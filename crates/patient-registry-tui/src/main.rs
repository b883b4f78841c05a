use anyhow::{Context, Result};
use clap::Parser;
use patient_registry_core::{Database, Registry};
use patient_registry_tui::tracing_setup::init_tracing;
use patient_registry_tui::{terminal, App, Cli, Config};

fn main() -> Result<()> {
    let cli = Cli::parse();
    let config = Config::resolve(&cli)?;

    init_tracing(&config.log_file(), cli.debug)?;
    tracing::info!(database = %config.database_path.display(), "starting patient registry");

    let db = Database::open(&config.database_path)
        .with_context(|| format!("Failed to open database: {:?}", config.database_path))?;
    let mut app = App::new(Registry::new(db), config.start_fullscreen)?;

    if let Err(err) = terminal::run(&mut app) {
        tracing::error!(error = %err, "registry stopped");
        return Err(err);
    }

    tracing::info!("patient registry closed");
    Ok(())
}
//! Patient models.

use serde::{Deserialize, Serialize};

use super::validation::{validate_comment, validate_name, validate_personal_id};
use super::{Affiliation, ValidationError, ValidationResult};

/// A stored patient row. All text is uppercase once validated.
#[derive(Debug, Clone, Serialize, Deserialize, PartialEq, Eq)]
pub struct PatientRecord {
    pub first_name: String,
    pub last_name: String,
    /// `YYMMDD-XXXX`, unique across the table
    pub personal_id: String,
    /// Stored form of an [`Affiliation`]
    pub affiliation: String,
    /// At most 20 characters, may be empty
    pub comment: String,
}

impl PatientRecord {
    /// Cells in table column order.
    pub fn cells(&self) -> [&str; 5] {
        [
            &self.first_name,
            &self.last_name,
            &self.personal_id,
            &self.affiliation,
            &self.comment,
        ]
    }
}

/// Raw add-form input, not yet validated.
#[derive(Debug, Clone, Default, PartialEq, Eq)]
pub struct NewPatient {
    pub first_name: String,
    pub last_name: String,
    pub personal_id: String,
    pub affiliation: String,
    pub comment: String,
}

impl NewPatient {
    pub fn new(
        first_name: impl Into<String>,
        last_name: impl Into<String>,
        personal_id: impl Into<String>,
        affiliation: impl Into<String>,
        comment: impl Into<String>,
    ) -> Self {
        Self {
            first_name: first_name.into(),
            last_name: last_name.into(),
            personal_id: personal_id.into(),
            affiliation: affiliation.into(),
            comment: comment.into(),
        }
    }

    /// Validate against the IDs already stored and build the uppercased record.
    ///
    /// Checks run in order: duplicate ID, ID format, affiliation, names, comment.
    pub fn validate<S: AsRef<str>>(&self, existing_ids: &[S]) -> ValidationResult<PatientRecord> {
        let id = self.personal_id.trim();
        if existing_ids.iter().any(|existing| existing.as_ref() == id) {
            return Err(ValidationError::DuplicatePersonalId(id.to_string()));
        }

        let personal_id = validate_personal_id(id)?;
        let affiliation = Affiliation::parse(&self.affiliation)?;

        Ok(PatientRecord {
            first_name: validate_name("first_name", &self.first_name)?,
            last_name: validate_name("last_name", &self.last_name)?,
            personal_id,
            affiliation: affiliation.as_stored().to_string(),
            comment: validate_comment(&self.comment)?,
        })
    }
}
//! Labelled text inputs for the data pages.

use patient_registry_core::COMMENT_MAX_LEN;

use crate::page::Page;

/// A single-line text input.
#[derive(Debug, Clone, PartialEq, Eq)]
pub struct InputField {
    pub label: &'static str,
    pub placeholder: &'static str,
    pub value: String,
    /// Characters past this length are ignored
    pub max_len: Option<usize>,
}

impl InputField {
    pub fn new(label: &'static str, placeholder: &'static str) -> Self {
        Self {
            label,
            placeholder,
            value: String::new(),
            max_len: None,
        }
    }

    pub fn with_max_len(mut self, max_len: usize) -> Self {
        self.max_len = Some(max_len);
        self
    }

    /// Append a character unless the field is full.
    pub fn push(&mut self, c: char) {
        if let Some(max) = self.max_len {
            if self.value.chars().count() >= max {
                return;
            }
        }
        self.value.push(c);
    }

    pub fn pop(&mut self) {
        self.value.pop();
    }

    pub fn clear(&mut self) {
        self.value.clear();
    }
}

/// An ordered group of inputs with one focused field.
#[derive(Debug, Clone, PartialEq, Eq)]
pub struct Form {
    pub fields: Vec<InputField>,
    pub focused: usize,
}

impl Form {
    pub fn new(fields: Vec<InputField>) -> Self {
        Self { fields, focused: 0 }
    }

    /// Inputs for a data page. The list page has no form.
    pub fn for_page(page: Page) -> Option<Self> {
        let personal_id = InputField::new("Personal ID", "YYMMDD-XXXX");
        let fields = match page {
            Page::Add => vec![
                InputField::new("First name", "First name"),
                InputField::new("Last name", "Last name"),
                personal_id,
                InputField::new(
                    "Affiliation",
                    "unregistered, group-a, group-b, group-c, group-d",
                ),
                InputField::new("Comment", "Comment").with_max_len(COMMENT_MAX_LEN),
            ],
            Page::Delete => vec![personal_id],
            Page::Update => vec![
                InputField::new("Column", "first_name, last_name, affiliation, comment"),
                InputField::new("New value", "New value").with_max_len(COMMENT_MAX_LEN),
                personal_id,
            ],
            Page::List => return None,
        };
        Some(Self::new(fields))
    }

    pub fn next(&mut self) {
        if !self.fields.is_empty() {
            self.focused = (self.focused + 1) % self.fields.len();
        }
    }

    pub fn prev(&mut self) {
        if !self.fields.is_empty() {
            self.focused = (self.focused + self.fields.len() - 1) % self.fields.len();
        }
    }

    pub fn focused_mut(&mut self) -> Option<&mut InputField> {
        self.fields.get_mut(self.focused)
    }

    /// Current text of every field, in order.
    pub fn values(&self) -> Vec<String> {
        self.fields.iter().map(|f| f.value.clone()).collect()
    }

    /// Empty every field and focus the first one.
    pub fn clear(&mut self) {
        self.fields.iter_mut().for_each(InputField::clear);
        self.focused = 0;
    }
}

#[cfg(test)]
mod tests {
    use super::*;

    #[test]
    fn test_max_len_caps_input() {
        let mut field = InputField::new("Comment", "").with_max_len(3);
        for c in "abcdef".chars() {
            field.push(c);
        }
        assert_eq!(field.value, "abc");
        field.pop();
        assert_eq!(field.value, "ab");
    }

    #[test]
    fn test_focus_wraps() {
        let mut form = Form::for_page(Page::Update).unwrap();
        assert_eq!(form.focused, 0);
        form.prev();
        assert_eq!(form.focused, 2);
        form.next();
        assert_eq!(form.focused, 0);
    }

    #[test]
    fn test_clear_resets_values_and_focus() {
        let mut form = Form::for_page(Page::Add).unwrap();
        form.next();
        form.focused_mut().unwrap().push('x');
        form.clear();
        assert!(form.values().iter().all(|v| v.is_empty()));
        assert_eq!(form.focused, 0);
    }

    #[test]
    fn test_page_forms() {
        assert_eq!(Form::for_page(Page::Add).unwrap().fields.len(), 5);
        assert_eq!(Form::for_page(Page::Delete).unwrap().fields.len(), 1);
        assert_eq!(Form::for_page(Page::Update).unwrap().fields.len(), 3);
        assert!(Form::for_page(Page::List).is_none());
    }
}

=-=-=

**Exercise details:** Word for word, transcribe the complete listing.

**Task result:**
filename crates/patient-registry-tui/src/main.rs
repository b883b4f78841c05a
use anyhow::{Context, Result};
use clap::Parser;
use patient_registry_core::{Database, Registry};
use patient_registry_tui::tracing_setup::init_tracing;
use patient_registry_tui::{terminal, App, Cli, Config};

fn main() -> Result<()> {
    let cli = Cli::parse();
    let config = Config::resolve(&cli)?;

    init_tracing(&config.log_file(), cli.debug)?;
    tracing::info!(database = %config.database_path.display(), "starting patient registry");

    let db = Database::open(&config.database_path)
        .with_context(|| format!("Failed to open database: {:?}", config.database_path))?;
    let mut app = App::new(Registry::new(db), config.start_fullscreen)?;

    if let Err(err) = terminal::run(&mut app) {
        tracing::error!(error = %err, "registry stopped");
        return Err(err);
    }

    tracing::info!("patient registry closed");
    Ok(())
}
//! Patient models.

use serde::{Deserialize, Serialize};

use super::validation::{validate_comment, validate_name, validate_personal_id};
use super::{Affiliation, ValidationError, ValidationResult};

/// A stored patient row. All text is uppercase once validated.
#[derive(Debug, Clone, Serialize, Deserialize, PartialEq, Eq)]
pub struct PatientRecord {
    pub first_name: String,
    pub last_name: String,
    /// `YYMMDD-XXXX`, unique across the table
    pub personal_id: String,
    /// Stored form of an [`Affiliation`]
    pub affiliation: String,
    /// At most 20 characters, may be empty
    pub comment: String,
}

impl PatientRecord {
    /// Cells in table column order.
    pub fn cells(&self) -> [&str; 5] {
        [
            &self.first_name,
            &self.last_name,
            &self.personal_id,
            &self.affiliation,
            &self.comment,
        ]
    }
}

/// Raw add-form input, not yet validated.
#[derive(Debug, Clone, Default, PartialEq, Eq)]
pub struct NewPatient {
    pub first_name: String,
    pub last_name: String,
    pub personal_id: String,
    pub affiliation: String,
    pub comment: String,
}

impl NewPatient {
    pub fn new(
        first_name: impl Into<String>,
        last_name: impl Into<String>,
        personal_id: impl Into<String>,
        affiliation: impl Into<String>,
        comment: impl Into<String>,
    ) -> Self {
        Self {
            first_name: first_name.into(),
            last_name: last_name.into(),
            personal_id: personal_id.into(),
            affiliation: affiliation.into(),
            comment: comment.into(),
        }
    }

    /// Validate against the IDs already stored and build the uppercased record.
    ///
    /// Checks run in order: duplicate ID, ID format, affiliation, names, comment.
    pub fn validate<S: AsRef<str>>(&self, existing_ids: &[S]) -> ValidationResult<PatientRecord> {
        let id = self.personal_id.trim();
        if existing_ids.iter().any(|existing| existing.as_ref() == id) {
            return Err(ValidationError::DuplicatePersonalId(id.to_string()));
        }

        let personal_id = validate_personal_id(id)?;
        let affiliation = Affiliation::parse(&self.affiliation)?;

        Ok(PatientRecord {
            first_name: validate_name("first_name", &self.first_name)?,
            last_name: validate_name("last_name", &self.last_name)?,
            personal_id,
            affiliation: affiliation.as_stored().to_string(),
            comment: validate_comment(&self.comment)?,
        })
    }
}
//! Labelled text inputs for the data pages.

use patient_registry_core::COMMENT_MAX_LEN;

use crate::page::Page;

/// A single-line text input.
#[derive(Debug, Clone, PartialEq, Eq)]
pub struct InputField {
    pub label: &'static str,
    pub placeholder: &'static str,
    pub value: String,
    /// Characters past this length are ignored
    pub max_len: Option<usize>,
}

impl InputField {
    pub fn new(label: &'static str, placeholder: &'static str) -> Self {
        Self {
            label,
            placeholder,
            value: String::new(),
            max_len: None,
        }
    }

    pub fn with_max_len(mut self, max_len: usize) -> Self {
        self.max_len = Some(max_len);
        self
    }

    /// Append a character unless the field is full.
    pub fn push(&mut self, c: char) {
        if let Some(max) = self.max_len {
            if self.value.chars().count() >= max {
                return;
            }
        }
        self.value.push(c);
    }

    pub fn pop(&mut self) {
        self.value.pop();
    }

    pub fn clear(&mut self) {
        self.value.clear();
    }
}

/// An ordered group of inputs with one focused field.
#[derive(Debug, Clone, PartialEq, Eq)]
pub struct Form {
    pub fields: Vec<InputField>,
    pub focused: usize,
}

impl Form {
    pub fn new(fields: Vec<InputField>) -> Self {
        Self { fields, focused: 0 }
    }

    /// Inputs for a data page. The list page has no form.
    pub fn for_page(page: Page) -> Option<Self> {
        let personal_id = InputField::new("Personal ID", "YYMMDD-XXXX");
        let fields = match page {
            Page::Add => vec![
                InputField::new("First name", "First name"),
                InputField::new("Last name", "Last name"),
                personal_id,
                InputField::new(
                    "Affiliation",
                    "unregistered, group-a, group-b, group-c, group-d",
                ),
                InputField::new("Comment", "Comment").with_max_len(COMMENT_MAX_LEN),
            ],
            Page::Delete => vec![personal_id],
            Page::Update => vec![
                InputField::new("Column", "first_name, last_name, affiliation, comment"),
                InputField::new("New value", "New value").with_max_len(COMMENT_MAX_LEN),
                personal_id,
            ],
            Page::List => return None,
        };
        Some(Self::new(fields))
    }

    pub fn next(&mut self) {
        if !self.fields.is_empty() {
            self.focused = (self.focused + 1) % self.fields.len();
        }
    }

    pub fn prev(&mut self) {
        if !self.fields.is_empty() {
            self.focused = (self.focused + self.fields.len() - 1) % self.fields.len();
        }
    }

    pub fn focused_mut(&mut self) -> Option<&mut InputField> {
        self.fields.get_mut(self.focused)
    }

    /// Current text of every field, in order.
    pub fn values(&self) -> Vec<String> {
        self.fields.iter().map(|f| f.value.clone()).collect()
    }

    /// Empty every field and focus the first one.
    pub fn clear(&mut self) {
        self.fields.iter_mut().for_each(InputField::clear);
        self.focused = 0;
    }
}

#[cfg(test)]
mod tests {
    use super::*;

    #[test]
    fn test_max_len_caps_input() {
        let mut field = InputField::new("Comment", "").with_max_len(3);
        for c in "abcdef".chars() {
            field.push(c);
        }
        assert_eq!(field.value, "abc");
        field.pop();
        assert_eq!(field.value, "ab");
    }

    #[test]
    fn test_focus_wraps() {
        let mut form = Form::for_page(Page::Update).unwrap();
        assert_eq!(form.focused, 0);
        form.prev();
        assert_eq!(form.focused, 2);
        form.next();
        assert_eq!(form.focused, 0);
    }

    #[test]
    fn test_clear_resets_values_and_focus() {
        let mut form = Form::for_page(Page::Add).unwrap();
        form.next();
        form.focused_mut().unwrap().push('x');
        form.clear();
        assert!(form.values().iter().all(|v| v.is_empty()));
        assert_eq!(form.focused, 0);
    }

    #[test]
    fn test_page_forms() {
        assert_eq!(Form::for_page(Page::Add).unwrap().fields.len(), 5);
        assert_eq!(Form::for_page(Page::Delete).unwrap().fields.len(), 1);
        assert_eq!(Form::for_page(Page::Update).unwrap().fields.len(), 3);
        assert!(Form::for_page(Page::List).is_none());
    }
}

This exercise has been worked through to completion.